A search for good entertainment serves us the dose of good time pass during this pandemic. We try to stream into the latest hits on YouTube Premium, Amazon Prime, Netflix, or any streaming app. Slowly we see related genres of videos we watch on our feeds and we know that’s how algorithm plays.
As a creator of a show or media, we dig deeper and deeper for data, perform analytics, and measure customer engagement rate with our program. Several analytical applications and guiders help us with this task specifically Nielsen has umpired television’s winners and losers since the medium was new. Who won the West Coast? Who lost in late at night? For decades, the entertainment industry has relied on the rating giant to measure the value of everything from “All in the Family” to “Young Sheldon.”
How do you make sure the content you are streaming is getting the attention we are seeking? How do we make sure of the analytics?
Parrot Analytics, an unfamiliar start-up in the media analytic business for TV shows, claims to measure what a program streaming can mean to the viewer through a metric they developed. The device can count the number of viewers streaming to a show but what differentiates it from Nielsen is that it can calculate viewers’ enthusiasm, making it a vital factor for companies to predict prospective viewers for their show. A technology that will measure and monitor internet viewers’ enthusiasm will be an enormous deal for streaming creators like Netflix.

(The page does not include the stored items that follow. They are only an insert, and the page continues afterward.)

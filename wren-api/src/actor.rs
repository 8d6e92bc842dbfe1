//! # Actor Lifecycle Vocabulary
//!
//! The runtime-independent part of the actor lifecycle: the states an
//! actor moves through and the reasons it can leave them.

use std::fmt;

/// Actor lifecycle state.
///
/// Transitions only move forward:
/// `Starting -> Running -> Terminating -> Terminated`.
#[repr(u8)]
#[derive(Debug, Clone, Copy, PartialEq, Eq, Hash)]
pub enum ActorState {
    Starting = 0,
    Running = 1,
    Terminating = 2,
    Terminated = 3,
}

impl ActorState {
    pub fn as_u8(self) -> u8 {
        self as u8
    }

    /// Inverse of [`ActorState::as_u8`]; out-of-range values read as
    /// `Terminated`.
    pub fn from_u8(value: u8) -> Self {
        match value {
            0 => ActorState::Starting,
            1 => ActorState::Running,
            2 => ActorState::Terminating,
            _ => ActorState::Terminated,
        }
    }

    /// Whether the actor still accepts envelopes.
    pub fn is_alive(self) -> bool {
        matches!(self, ActorState::Starting | ActorState::Running)
    }
}

/// Why an actor terminated.
#[derive(Debug, Clone, PartialEq, Eq)]
pub enum ExitReason {
    /// The actor stopped itself.
    Normal,
    /// Stopped on request of user code, typically via `stop`.
    UserShutdown,
    /// A handler panicked; the payload message is kept when it was a string.
    Panicked(String),
    /// The actor system shut down.
    SystemShutdown,
    /// The actor was unknown or already gone when it was observed.
    Unreachable,
    /// Application-defined reason.
    Custom(String),
}

impl ExitReason {
    /// Normal and user-requested exits are not failures.
    pub fn is_normal(&self) -> bool {
        matches!(self, ExitReason::Normal | ExitReason::UserShutdown)
    }
}

impl fmt::Display for ExitReason {
    fn fmt(&self, f: &mut fmt::Formatter<'_>) -> fmt::Result {
        match self {
            ExitReason::Normal => f.write_str("normal"),
            ExitReason::UserShutdown => f.write_str("user shutdown"),
            ExitReason::Panicked(msg) => write!(f, "panicked: {msg}"),
            ExitReason::SystemShutdown => f.write_str("system shutdown"),
            ExitReason::Unreachable => f.write_str("unreachable"),
            ExitReason::Custom(msg) => f.write_str(msg),
        }
    }
}

#[cfg(test)]
mod tests {
    use super::*;

    #[test]
    fn test_state_roundtrips_through_u8() {
        for state in [
            ActorState::Starting,
            ActorState::Running,
            ActorState::Terminating,
            ActorState::Terminated,
        ] {
            assert_eq!(ActorState::from_u8(state.as_u8()), state);
        }
        assert!(ActorState::Running.is_alive());
        assert!(!ActorState::Terminating.is_alive());
    }

    #[test]
    fn test_exit_reason_display() {
        assert_eq!(ExitReason::UserShutdown.to_string(), "user shutdown");
        assert_eq!(ExitReason::Panicked("boom".into()).to_string(), "panicked: boom");
        assert!(ExitReason::Normal.is_normal());
        assert!(!ExitReason::SystemShutdown.is_normal());
    }
}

Wared Seger, the chief executive, said the company was built on the idea that a measurement system must take into account the momentous change in viewing habits. “We could each be watching different shows, on different platforms, at different times,” Mr. Seger, 32, said. “You need a new standard.”

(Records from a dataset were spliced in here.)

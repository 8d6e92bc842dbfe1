use darling::{FromAttributes, FromMeta};
use proc_macro::TokenStream;
use quote::quote;
use syn::{parse_macro_input, parse_str, Attribute, DeriveInput, Type};

use crate::common::{format_error_span, to_compile_error};

/// Message attribute options
#[derive(Debug, Default, FromMeta)]
pub struct MessageOptions {
    /// Response type, parsed as a Rust type. Defaults to `()`.
    #[darling(default)]
    result: Option<String>,
    /// Name reported in logs and errors. Defaults to the type's identifier.
    #[darling(default)]
    name: Option<String>,
}

#[derive(Debug, FromAttributes)]
#[darling(attributes(message))]
pub struct MessageArgs {
    #[darling(flatten)]
    opts: MessageOptions,
}

/// Parse `#[message(...)]` attributes, reporting malformed ones.
pub fn parse_message_attrs(attrs: &[Attribute]) -> darling::Result<MessageOptions> {
    MessageArgs::from_attributes(attrs).map(|a| a.opts)
}

pub fn derive_message_impl(input: TokenStream) -> TokenStream {
    let input = parse_macro_input!(input as DeriveInput);

    if let syn::Data::Union(_) = input.data {
        return format_error_span(&input.ident, "Message cannot be derived for unions").into();
    }

    let options = match parse_message_attrs(&input.attrs) {
        Ok(options) => options,
        Err(err) => return err.write_errors().into(),
    };

    let ident = &input.ident;

    let result_type: Type = match options.result.as_deref() {
        Some(text) => match parse_str::<Type>(text) {
            Ok(ty) => ty,
            Err(err) => {
                return to_compile_error(syn::Error::new_spanned(
                    ident,
                    format!("invalid `result` type `{}`: {}", text, err),
                ))
            }
        },
        None => syn::parse_quote!(()),
    };

    let name = options.name.unwrap_or_else(|| ident.to_string());

    let (impl_generics, ty_generics, where_clause) = input.generics.split_for_impl();

    let expanded = quote! {
        impl #impl_generics ::wren_api::Message for #ident #ty_generics #where_clause {
            type Result = #result_type;

            fn name() -> &'static str {
                #name
            }
        }
    };

    TokenStream::from(expanded)
}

The instrument he developed, ‘demand expressions’, is a tricky metric that uses a host of ‘signals’ from the internet such as Google searches for a film or series, Facebook likes, pirated downloads, and Wikipedia inquiries to know its popularity.
The Witcher, casting Henry Cavill, is a fantasy series that gained 57 times more demand than average from January to April measured by Parrot making it the biggest hit in Netflix. Henry Cavill, who was cast as Superman in the DC movie Man of Steel made a major hike in his career, was the key point of promotion of the series. Netflix confirmed Parrot’s interpretation by saying The Witcher was indeed the biggest Season 1TV series hit ever.
Parrot aims to measure the ability of a show to grab the viewer’s attention. The content, genre, a category all is a crucial aspect together with other factors such as casting, age restriction, etc. that may help enhance views.
Construction of a metric to access more data on the excitement factor can be the lottery win to build a good show and capture more viewers.